*AIM OF THE TASK*:
Only lines holding the string "elapsed" are wanted; copy each one from the material.

*INFORMATION SHOWN*:
//! Request/response records and the session history

use std::collections::BTreeMap;
use std::sync::Arc;
use std::time::Duration;

use chrono::{DateTime, Utc};
use serde::{Deserialize, Serialize};
use uuid::Uuid;

/// HTTP Method enum, in selector order (GET first, HEAD last)
#[allow(clippy::upper_case_acronyms)]
#[derive(Clone, Copy, Debug, Default, PartialEq, Eq, Hash, Serialize, Deserialize)]
pub enum HttpMethod {
    #[default]
    GET,
    POST,
    PUT,
    DELETE,
    PATCH,
    HEAD,
}

impl HttpMethod {
    /// Every method, in the order the selector walks them
    pub const ALL: [HttpMethod; 6] = [
        HttpMethod::GET,
        HttpMethod::POST,
        HttpMethod::PUT,
        HttpMethod::DELETE,
        HttpMethod::PATCH,
        HttpMethod::HEAD,
    ];

    pub fn as_str(&self) -> &'static str {
        match self {
            HttpMethod::GET => "GET",
            HttpMethod::POST => "POST",
            HttpMethod::PUT => "PUT",
            HttpMethod::DELETE => "DELETE",
            HttpMethod::PATCH => "PATCH",
            HttpMethod::HEAD => "HEAD",
        }
    }

    /// Position in [`HttpMethod::ALL`]
    pub fn index(&self) -> usize {
        Self::ALL.iter().position(|m| m == self).unwrap_or(0)
    }

    /// Case-insensitive lookup, used when seeding a draft from the command line
    pub fn parse(s: &str) -> Option<HttpMethod> {
        Self::ALL
            .into_iter()
            .find(|m| m.as_str().eq_ignore_ascii_case(s.trim()))
    }
}

/// One request header. Duplicate keys are kept in insertion order.
#[derive(Clone, Debug, PartialEq, Eq, Serialize, Deserialize)]
pub struct HeaderEntry {
    pub key: String,
    pub value: String,
}

impl HeaderEntry {
    pub fn new(key: impl Into<String>, value: impl Into<String>) -> Self {
        HeaderEntry {
            key: key.into(),
            value: value.into(),
        }
    }

    /// Headers with an empty key or value are never sent
    pub fn is_complete(&self) -> bool {
        !self.key.is_empty() && !self.value.is_empty()
    }
}

/// Immutable snapshot of the draft taken at submission time
#[derive(Clone, Debug, PartialEq, Serialize, Deserialize)]
pub struct RequestRecord {
    pub id: Uuid,
    pub method: HttpMethod,
    pub url: String,
    pub headers: Vec<HeaderEntry>,
    pub params: BTreeMap<String, String>,
    pub body: String,
    pub created_at: DateTime<Utc>,
}

impl RequestRecord {
    /// Stamp a fresh identifier and creation time onto the given request parts
    pub fn new(
        method: HttpMethod,
        url: impl Into<String>,
        headers: Vec<HeaderEntry>,
        params: BTreeMap<String, String>,
        body: impl Into<String>,
    ) -> Self {
        RequestRecord {
            id: Uuid::new_v4(),
            method,
            url: url.into(),
            headers,
            params,
            body: body.into(),
            created_at: Utc::now(),
        }
    }
}

/// Completed exchange, produced only by the request executor.
///
/// `headers` keeps a single value per name: when the server repeats a header
/// only the first value survives.
#[derive(Clone, Debug, PartialEq, Serialize, Deserialize)]
pub struct ResponseRecord {
    pub status_code: u16,
    pub status_text: String,
    pub headers: BTreeMap<String, String>,
    pub body: String,
    pub size: usize,
    #[serde(rename = "duration_ms", with = "duration_ms")]
    pub elapsed: Duration,
    pub completed_at: DateTime<Utc>,
}

impl ResponseRecord {
    /// Collapse a raw multi-valued header list, first occurrence wins
    pub fn collapse_headers<I>(raw: I) -> BTreeMap<String, String>
    where
        I: IntoIterator<Item = (String, String)>,
    {
        let mut headers = BTreeMap::new();
        for (key, value) in raw {
            headers.entry(key).or_insert(value);
        }
        headers
    }
}

/// Serialization collaborator: human-readable text form of a record
pub trait DisplayText {
    fn to_display_text(&self) -> serde_json::Result<String>;
}

impl DisplayText for RequestRecord {
    fn to_display_text(&self) -> serde_json::Result<String> {
        serde_json::to_string_pretty(self)
    }
}

impl DisplayText for ResponseRecord {
    fn to_display_text(&self) -> serde_json::Result<String> {
        serde_json::to_string_pretty(self)
    }
}

/// Append-only request history.
///
/// Records are shared with the executor behind `Arc`, so once appended they
/// cannot change. Growth is unbounded for the lifetime of the process.
#[derive(Clone, Debug, Default)]
pub struct History {
    records: Vec<Arc<RequestRecord>>,
}

impl History {
    pub fn new() -> Self {
        Self::default()
    }

    pub fn push(&mut self, record: Arc<RequestRecord>) {
        self.records.push(record);
    }

    pub fn len(&self) -> usize {
        self.records.len()
    }

    pub fn is_empty(&self) -> bool {
        self.records.is_empty()
    }

    pub fn get(&self, index: usize) -> Option<&Arc<RequestRecord>> {
        self.records.get(index)
    }

    pub fn last(&self) -> Option<&Arc<RequestRecord>> {
        self.records.last()
    }

    /// Cheap snapshot for the render state
    pub fn snapshot(&self) -> Vec<Arc<RequestRecord>> {
        self.records.clone()
    }
}

mod duration_ms {
    use std::time::Duration;

    use serde::{Deserialize, Deserializer, Serializer};

    pub fn serialize<S: Serializer>(d: &Duration, s: S) -> Result<S::Ok, S::Error> {
        s.serialize_u64(d.as_millis() as u64)
    }

    pub fn deserialize<'de, D: Deserializer<'de>>(d: D) -> Result<Duration, D::Error> {
        u64::deserialize(d).map(Duration::from_millis)
    }
}

#[cfg(test)]
mod tests {
    use super::*;

    #[test]
    fn test_method_order_and_parse() {
        assert_eq!(HttpMethod::ALL.first(), Some(&HttpMethod::GET));
        assert_eq!(HttpMethod::ALL.last(), Some(&HttpMethod::HEAD));
        assert_eq!(HttpMethod::PATCH.index(), 4);
        assert_eq!(HttpMethod::parse("delete"), Some(HttpMethod::DELETE));
        assert_eq!(HttpMethod::parse("TRACE"), None);
    }

    #[test]
    fn test_collapse_headers_first_value_wins() {
        let headers = ResponseRecord::collapse_headers(vec![
            ("set-cookie".to_string(), "a=1".to_string()),
            ("content-type".to_string(), "text/plain".to_string()),
            ("set-cookie".to_string(), "b=2".to_string()),
        ]);
        assert_eq!(headers.len(), 2);
        assert_eq!(headers["set-cookie"], "a=1");
    }

    #[test]
    fn test_history_preserves_insertion_order() {
        let mut history = History::new();
        let first = Arc::new(RequestRecord::new(
            HttpMethod::GET,
            "https://example.com/a",
            vec![],
            BTreeMap::new(),
            "",
        ));
        let second = Arc::new(RequestRecord::new(
            HttpMethod::POST,
            "https://example.com/b",
            vec![],
            BTreeMap::new(),
            "{}",
        ));
        history.push(first.clone());
        history.push(second.clone());

        assert_eq!(history.len(), 2);
        assert_eq!(history.get(0).unwrap().id, first.id);
        assert_eq!(history.last().unwrap().id, second.id);
        assert_ne!(first.id, second.id);
    }

    #[test]
    fn test_response_display_text_uses_millis() {
        let response = ResponseRecord {
            status_code: 200,
            status_text: "200 OK".to_string(),
            headers: BTreeMap::new(),
            body: "[]".to_string(),
            size: 2,
            elapsed: Duration::from_millis(5),
            completed_at: Utc::now(),
        };
        let text = response.to_display_text().unwrap();
        assert!(text.contains("\"duration_ms\": 5"));
        assert!(text.contains("\"status_text\": \"200 OK\""));
    }
}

*REPLY TO THE EXERCISE*:
    pub elapsed: Duration,
            elapsed: Duration::from_millis(5),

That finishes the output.